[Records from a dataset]
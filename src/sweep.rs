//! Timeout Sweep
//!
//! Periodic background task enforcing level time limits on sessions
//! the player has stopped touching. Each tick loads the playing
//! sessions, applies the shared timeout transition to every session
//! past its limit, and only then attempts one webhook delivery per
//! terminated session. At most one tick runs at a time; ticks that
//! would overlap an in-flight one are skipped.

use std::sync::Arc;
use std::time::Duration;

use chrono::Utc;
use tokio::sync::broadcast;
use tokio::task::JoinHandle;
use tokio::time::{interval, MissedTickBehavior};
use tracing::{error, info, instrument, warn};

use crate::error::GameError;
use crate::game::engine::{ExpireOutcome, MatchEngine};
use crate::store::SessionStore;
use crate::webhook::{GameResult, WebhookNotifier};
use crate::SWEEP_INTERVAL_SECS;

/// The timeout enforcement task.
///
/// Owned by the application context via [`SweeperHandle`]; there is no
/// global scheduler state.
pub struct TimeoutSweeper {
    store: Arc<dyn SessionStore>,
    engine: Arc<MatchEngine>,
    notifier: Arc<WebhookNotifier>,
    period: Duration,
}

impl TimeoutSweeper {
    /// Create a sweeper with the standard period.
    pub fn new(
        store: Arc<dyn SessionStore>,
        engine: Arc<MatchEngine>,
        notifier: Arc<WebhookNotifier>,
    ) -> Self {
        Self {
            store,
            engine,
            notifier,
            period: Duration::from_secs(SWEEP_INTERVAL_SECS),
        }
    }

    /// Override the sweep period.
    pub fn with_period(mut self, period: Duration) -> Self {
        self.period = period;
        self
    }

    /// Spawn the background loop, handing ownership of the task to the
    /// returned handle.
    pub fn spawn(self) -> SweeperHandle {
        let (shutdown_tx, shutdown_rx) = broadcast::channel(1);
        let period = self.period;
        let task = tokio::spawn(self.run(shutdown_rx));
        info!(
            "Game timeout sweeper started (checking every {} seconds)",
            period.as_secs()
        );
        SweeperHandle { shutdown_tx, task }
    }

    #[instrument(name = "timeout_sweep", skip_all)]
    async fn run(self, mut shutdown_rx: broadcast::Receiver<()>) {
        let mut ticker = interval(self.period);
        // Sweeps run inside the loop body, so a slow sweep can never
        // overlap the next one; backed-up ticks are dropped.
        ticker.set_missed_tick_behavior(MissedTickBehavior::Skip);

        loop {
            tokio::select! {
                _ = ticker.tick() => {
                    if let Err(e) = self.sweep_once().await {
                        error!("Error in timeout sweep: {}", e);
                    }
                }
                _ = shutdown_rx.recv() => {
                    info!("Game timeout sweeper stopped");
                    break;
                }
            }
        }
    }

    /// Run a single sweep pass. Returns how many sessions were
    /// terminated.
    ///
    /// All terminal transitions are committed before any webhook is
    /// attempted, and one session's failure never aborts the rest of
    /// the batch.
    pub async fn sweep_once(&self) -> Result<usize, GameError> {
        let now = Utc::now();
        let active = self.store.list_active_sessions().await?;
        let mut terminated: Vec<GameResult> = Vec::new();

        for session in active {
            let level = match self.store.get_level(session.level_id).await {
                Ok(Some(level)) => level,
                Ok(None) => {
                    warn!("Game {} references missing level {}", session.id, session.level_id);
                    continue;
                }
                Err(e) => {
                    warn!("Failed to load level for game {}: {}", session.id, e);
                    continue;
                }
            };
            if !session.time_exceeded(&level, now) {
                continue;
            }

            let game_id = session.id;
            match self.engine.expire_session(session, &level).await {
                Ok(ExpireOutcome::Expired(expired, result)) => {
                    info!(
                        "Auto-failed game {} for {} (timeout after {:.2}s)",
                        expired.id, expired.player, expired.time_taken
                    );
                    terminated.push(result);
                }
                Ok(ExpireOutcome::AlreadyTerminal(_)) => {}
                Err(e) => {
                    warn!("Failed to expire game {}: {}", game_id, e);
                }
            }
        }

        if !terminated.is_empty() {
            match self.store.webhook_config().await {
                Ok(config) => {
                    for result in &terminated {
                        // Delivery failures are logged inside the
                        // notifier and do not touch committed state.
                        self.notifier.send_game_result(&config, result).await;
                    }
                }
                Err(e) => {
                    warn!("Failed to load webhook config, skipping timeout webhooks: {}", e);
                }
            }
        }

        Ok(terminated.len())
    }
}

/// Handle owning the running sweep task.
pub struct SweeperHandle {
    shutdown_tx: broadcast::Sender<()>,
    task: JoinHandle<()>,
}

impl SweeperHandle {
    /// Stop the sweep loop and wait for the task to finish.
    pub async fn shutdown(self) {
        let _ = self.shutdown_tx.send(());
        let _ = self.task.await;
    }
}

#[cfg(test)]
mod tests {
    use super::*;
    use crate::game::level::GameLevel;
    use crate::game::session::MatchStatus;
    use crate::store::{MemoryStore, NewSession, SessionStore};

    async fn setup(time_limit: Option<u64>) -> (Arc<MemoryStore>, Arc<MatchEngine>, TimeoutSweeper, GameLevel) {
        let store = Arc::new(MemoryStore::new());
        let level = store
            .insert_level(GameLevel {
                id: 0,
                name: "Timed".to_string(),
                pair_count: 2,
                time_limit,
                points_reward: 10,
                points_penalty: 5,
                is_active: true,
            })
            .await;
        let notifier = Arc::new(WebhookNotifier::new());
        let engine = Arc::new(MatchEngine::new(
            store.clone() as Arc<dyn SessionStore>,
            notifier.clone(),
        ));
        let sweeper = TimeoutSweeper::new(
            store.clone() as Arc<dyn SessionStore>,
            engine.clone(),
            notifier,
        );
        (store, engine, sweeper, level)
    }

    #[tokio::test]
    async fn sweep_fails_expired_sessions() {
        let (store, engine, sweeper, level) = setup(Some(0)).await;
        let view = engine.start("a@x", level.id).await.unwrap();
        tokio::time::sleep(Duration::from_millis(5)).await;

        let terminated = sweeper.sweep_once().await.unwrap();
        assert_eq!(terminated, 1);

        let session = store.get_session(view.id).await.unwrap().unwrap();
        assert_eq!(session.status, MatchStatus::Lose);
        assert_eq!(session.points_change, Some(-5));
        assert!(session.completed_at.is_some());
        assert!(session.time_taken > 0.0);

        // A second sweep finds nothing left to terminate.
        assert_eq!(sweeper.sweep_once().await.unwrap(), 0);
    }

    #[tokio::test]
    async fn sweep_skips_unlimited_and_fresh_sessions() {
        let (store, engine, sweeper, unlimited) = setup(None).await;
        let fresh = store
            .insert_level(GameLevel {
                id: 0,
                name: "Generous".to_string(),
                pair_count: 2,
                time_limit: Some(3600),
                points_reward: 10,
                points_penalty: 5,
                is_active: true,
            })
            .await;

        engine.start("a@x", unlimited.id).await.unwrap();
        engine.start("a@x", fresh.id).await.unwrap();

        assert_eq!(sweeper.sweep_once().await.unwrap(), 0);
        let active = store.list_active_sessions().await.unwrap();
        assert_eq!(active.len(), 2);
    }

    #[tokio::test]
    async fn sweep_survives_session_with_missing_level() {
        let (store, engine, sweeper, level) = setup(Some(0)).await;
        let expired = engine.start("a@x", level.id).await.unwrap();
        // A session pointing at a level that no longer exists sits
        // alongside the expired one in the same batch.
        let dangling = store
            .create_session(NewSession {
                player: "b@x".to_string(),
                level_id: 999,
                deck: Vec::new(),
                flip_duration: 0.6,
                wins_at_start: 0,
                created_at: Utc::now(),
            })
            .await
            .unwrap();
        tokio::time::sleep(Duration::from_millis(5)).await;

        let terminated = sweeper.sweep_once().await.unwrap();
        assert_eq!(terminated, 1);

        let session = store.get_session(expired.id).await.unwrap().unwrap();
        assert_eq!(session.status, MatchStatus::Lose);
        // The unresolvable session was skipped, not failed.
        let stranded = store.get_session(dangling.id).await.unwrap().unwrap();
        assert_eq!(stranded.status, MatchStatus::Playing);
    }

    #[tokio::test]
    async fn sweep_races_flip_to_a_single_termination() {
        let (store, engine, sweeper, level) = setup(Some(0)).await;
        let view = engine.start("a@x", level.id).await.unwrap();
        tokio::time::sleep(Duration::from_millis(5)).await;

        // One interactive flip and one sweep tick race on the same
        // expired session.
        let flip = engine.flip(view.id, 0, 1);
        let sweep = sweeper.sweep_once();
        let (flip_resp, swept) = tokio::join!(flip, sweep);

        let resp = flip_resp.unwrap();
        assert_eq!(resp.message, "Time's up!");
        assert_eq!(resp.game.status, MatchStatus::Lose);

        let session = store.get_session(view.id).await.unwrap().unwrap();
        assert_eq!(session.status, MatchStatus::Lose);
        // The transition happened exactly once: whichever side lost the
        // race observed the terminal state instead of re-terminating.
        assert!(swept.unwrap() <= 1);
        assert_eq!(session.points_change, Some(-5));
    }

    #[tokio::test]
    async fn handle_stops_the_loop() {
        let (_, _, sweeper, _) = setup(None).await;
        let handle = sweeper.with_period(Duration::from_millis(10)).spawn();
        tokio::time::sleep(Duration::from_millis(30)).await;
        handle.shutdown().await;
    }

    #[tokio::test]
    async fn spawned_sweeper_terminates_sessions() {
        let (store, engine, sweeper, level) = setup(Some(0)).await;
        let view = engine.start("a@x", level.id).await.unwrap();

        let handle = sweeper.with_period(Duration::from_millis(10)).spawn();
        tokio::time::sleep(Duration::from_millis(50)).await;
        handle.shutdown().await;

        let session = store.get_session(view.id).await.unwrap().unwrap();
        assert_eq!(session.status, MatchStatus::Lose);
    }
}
==
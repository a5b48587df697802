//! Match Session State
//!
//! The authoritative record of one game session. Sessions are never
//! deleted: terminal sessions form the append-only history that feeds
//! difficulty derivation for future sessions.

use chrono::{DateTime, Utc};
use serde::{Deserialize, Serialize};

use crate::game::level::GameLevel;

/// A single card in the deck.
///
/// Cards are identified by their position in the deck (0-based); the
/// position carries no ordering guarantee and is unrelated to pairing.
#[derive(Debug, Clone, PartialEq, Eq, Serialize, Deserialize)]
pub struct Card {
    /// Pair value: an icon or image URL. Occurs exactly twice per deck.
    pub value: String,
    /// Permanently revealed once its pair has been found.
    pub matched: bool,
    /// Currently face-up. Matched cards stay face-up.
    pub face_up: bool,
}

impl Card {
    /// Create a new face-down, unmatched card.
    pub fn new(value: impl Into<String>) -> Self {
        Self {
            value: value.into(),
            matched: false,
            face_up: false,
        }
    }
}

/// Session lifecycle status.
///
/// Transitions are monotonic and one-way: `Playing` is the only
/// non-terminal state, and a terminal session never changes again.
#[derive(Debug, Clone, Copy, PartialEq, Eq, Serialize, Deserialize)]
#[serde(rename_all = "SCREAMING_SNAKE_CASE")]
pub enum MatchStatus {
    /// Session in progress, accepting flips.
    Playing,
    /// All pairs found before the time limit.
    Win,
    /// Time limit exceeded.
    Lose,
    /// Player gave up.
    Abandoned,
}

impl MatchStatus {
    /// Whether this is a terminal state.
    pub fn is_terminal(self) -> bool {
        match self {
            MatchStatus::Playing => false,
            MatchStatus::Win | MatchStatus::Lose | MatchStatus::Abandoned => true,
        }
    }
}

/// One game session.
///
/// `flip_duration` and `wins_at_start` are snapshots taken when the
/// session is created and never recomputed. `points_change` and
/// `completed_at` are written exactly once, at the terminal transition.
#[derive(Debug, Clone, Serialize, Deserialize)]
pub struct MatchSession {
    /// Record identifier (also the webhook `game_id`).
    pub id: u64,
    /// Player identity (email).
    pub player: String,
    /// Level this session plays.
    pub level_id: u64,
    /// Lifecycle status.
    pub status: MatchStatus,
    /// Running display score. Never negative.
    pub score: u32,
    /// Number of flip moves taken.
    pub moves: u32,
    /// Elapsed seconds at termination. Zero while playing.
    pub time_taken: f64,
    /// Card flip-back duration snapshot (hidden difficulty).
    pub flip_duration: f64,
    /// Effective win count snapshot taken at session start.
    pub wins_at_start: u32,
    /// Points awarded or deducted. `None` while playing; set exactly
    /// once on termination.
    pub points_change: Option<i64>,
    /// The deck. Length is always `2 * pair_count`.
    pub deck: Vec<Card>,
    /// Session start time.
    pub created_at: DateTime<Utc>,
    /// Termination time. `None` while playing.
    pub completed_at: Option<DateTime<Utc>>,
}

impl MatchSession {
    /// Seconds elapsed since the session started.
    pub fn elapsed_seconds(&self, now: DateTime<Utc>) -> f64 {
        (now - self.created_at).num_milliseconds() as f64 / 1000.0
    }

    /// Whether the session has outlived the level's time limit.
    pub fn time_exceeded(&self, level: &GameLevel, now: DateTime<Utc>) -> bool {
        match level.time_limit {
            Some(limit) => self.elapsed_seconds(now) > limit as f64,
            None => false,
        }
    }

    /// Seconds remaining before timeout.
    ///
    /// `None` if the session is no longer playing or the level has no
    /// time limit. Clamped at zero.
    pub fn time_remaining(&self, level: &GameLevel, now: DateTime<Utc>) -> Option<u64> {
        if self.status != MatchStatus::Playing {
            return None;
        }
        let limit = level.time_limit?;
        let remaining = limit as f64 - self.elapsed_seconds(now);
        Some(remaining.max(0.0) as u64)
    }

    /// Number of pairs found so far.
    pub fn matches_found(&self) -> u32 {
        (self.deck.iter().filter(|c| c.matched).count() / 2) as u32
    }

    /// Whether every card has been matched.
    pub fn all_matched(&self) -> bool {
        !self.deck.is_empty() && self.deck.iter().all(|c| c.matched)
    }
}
* * *
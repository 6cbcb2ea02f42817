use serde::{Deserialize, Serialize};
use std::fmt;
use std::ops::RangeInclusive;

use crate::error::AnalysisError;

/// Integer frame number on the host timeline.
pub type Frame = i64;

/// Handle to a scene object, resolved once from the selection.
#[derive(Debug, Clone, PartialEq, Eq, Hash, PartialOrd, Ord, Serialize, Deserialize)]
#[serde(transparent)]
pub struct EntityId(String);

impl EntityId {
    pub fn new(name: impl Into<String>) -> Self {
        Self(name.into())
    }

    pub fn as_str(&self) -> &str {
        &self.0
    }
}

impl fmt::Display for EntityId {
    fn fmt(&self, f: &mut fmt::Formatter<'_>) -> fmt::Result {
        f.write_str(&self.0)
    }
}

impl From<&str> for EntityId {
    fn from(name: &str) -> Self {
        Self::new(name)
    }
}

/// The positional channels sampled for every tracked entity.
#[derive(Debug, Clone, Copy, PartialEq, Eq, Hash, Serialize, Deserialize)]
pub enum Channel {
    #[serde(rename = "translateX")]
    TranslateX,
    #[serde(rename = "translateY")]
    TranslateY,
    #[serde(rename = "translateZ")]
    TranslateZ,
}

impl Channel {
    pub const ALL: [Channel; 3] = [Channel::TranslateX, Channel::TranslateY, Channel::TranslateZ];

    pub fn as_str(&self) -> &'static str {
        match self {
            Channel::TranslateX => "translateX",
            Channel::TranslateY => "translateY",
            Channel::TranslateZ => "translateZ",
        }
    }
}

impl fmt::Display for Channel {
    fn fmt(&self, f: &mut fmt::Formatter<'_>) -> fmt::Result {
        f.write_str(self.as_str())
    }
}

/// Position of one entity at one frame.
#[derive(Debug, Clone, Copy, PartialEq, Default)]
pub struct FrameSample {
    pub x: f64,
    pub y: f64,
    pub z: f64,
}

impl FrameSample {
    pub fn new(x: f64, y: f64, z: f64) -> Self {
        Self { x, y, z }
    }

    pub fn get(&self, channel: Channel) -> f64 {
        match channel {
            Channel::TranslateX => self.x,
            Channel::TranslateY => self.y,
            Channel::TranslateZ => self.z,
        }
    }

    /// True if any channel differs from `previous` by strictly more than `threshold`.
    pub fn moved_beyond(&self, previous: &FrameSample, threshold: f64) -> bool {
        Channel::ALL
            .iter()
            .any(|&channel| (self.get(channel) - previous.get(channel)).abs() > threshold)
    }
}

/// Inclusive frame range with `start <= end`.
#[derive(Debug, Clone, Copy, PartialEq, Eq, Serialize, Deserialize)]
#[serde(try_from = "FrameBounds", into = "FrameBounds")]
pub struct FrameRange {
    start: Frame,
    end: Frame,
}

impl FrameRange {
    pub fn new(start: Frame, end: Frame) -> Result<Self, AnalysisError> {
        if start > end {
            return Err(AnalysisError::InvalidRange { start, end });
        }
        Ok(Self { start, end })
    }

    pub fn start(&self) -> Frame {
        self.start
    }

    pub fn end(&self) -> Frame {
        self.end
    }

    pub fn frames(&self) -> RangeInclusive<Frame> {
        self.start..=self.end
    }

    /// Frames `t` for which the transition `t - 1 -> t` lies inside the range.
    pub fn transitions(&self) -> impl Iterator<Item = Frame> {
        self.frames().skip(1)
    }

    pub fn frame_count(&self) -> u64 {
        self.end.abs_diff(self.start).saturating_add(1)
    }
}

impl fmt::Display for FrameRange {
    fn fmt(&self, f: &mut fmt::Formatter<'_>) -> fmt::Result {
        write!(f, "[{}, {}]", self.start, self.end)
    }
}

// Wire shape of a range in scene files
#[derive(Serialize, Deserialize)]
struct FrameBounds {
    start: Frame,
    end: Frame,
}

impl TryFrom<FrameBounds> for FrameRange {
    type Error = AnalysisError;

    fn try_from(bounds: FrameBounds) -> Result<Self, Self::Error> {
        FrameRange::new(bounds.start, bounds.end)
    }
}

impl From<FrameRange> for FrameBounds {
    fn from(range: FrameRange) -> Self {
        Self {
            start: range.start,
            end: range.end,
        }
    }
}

**Aim of the exercise:**
Only the lines that contain the string "chrono" are to be copied from the records.

**Answer space:**
use chrono::Utc;
use chrono::{DateTime, Utc};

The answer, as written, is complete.